- **What is expected**
Somewhere in the records below is a line containing "pub use metrics::LoggerMetrics;". Copy that line and everything after it through the end, unchanged.

Data for this exercise Start Marker

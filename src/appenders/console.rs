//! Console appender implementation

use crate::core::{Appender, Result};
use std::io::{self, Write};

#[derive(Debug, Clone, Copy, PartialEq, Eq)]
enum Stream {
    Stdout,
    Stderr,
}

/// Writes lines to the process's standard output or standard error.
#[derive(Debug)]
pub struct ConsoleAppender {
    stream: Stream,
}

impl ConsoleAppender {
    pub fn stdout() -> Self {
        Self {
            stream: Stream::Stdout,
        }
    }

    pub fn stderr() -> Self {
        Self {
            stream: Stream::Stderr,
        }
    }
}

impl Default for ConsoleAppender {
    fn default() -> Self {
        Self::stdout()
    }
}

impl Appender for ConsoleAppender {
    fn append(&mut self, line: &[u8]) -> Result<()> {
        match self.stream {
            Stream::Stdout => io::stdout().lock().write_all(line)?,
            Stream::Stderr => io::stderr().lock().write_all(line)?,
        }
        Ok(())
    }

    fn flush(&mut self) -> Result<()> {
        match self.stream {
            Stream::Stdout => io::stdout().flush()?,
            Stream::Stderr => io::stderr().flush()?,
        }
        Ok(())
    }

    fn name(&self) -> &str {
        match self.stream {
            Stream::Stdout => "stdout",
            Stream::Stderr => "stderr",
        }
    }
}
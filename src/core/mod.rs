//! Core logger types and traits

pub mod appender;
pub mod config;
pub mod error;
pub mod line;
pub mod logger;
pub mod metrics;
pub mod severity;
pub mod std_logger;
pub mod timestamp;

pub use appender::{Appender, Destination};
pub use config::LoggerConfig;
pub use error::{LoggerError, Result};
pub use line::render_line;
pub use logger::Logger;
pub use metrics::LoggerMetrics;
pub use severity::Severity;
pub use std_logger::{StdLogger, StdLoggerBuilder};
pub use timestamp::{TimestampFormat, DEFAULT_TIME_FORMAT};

Data for this exercise End Marker

- **Solution for this exercise**
pub use metrics::LoggerMetrics;
pub use severity::Severity;
pub use std_logger::{StdLogger, StdLoggerBuilder};
pub use timestamp::{TimestampFormat, DEFAULT_TIME_FORMAT};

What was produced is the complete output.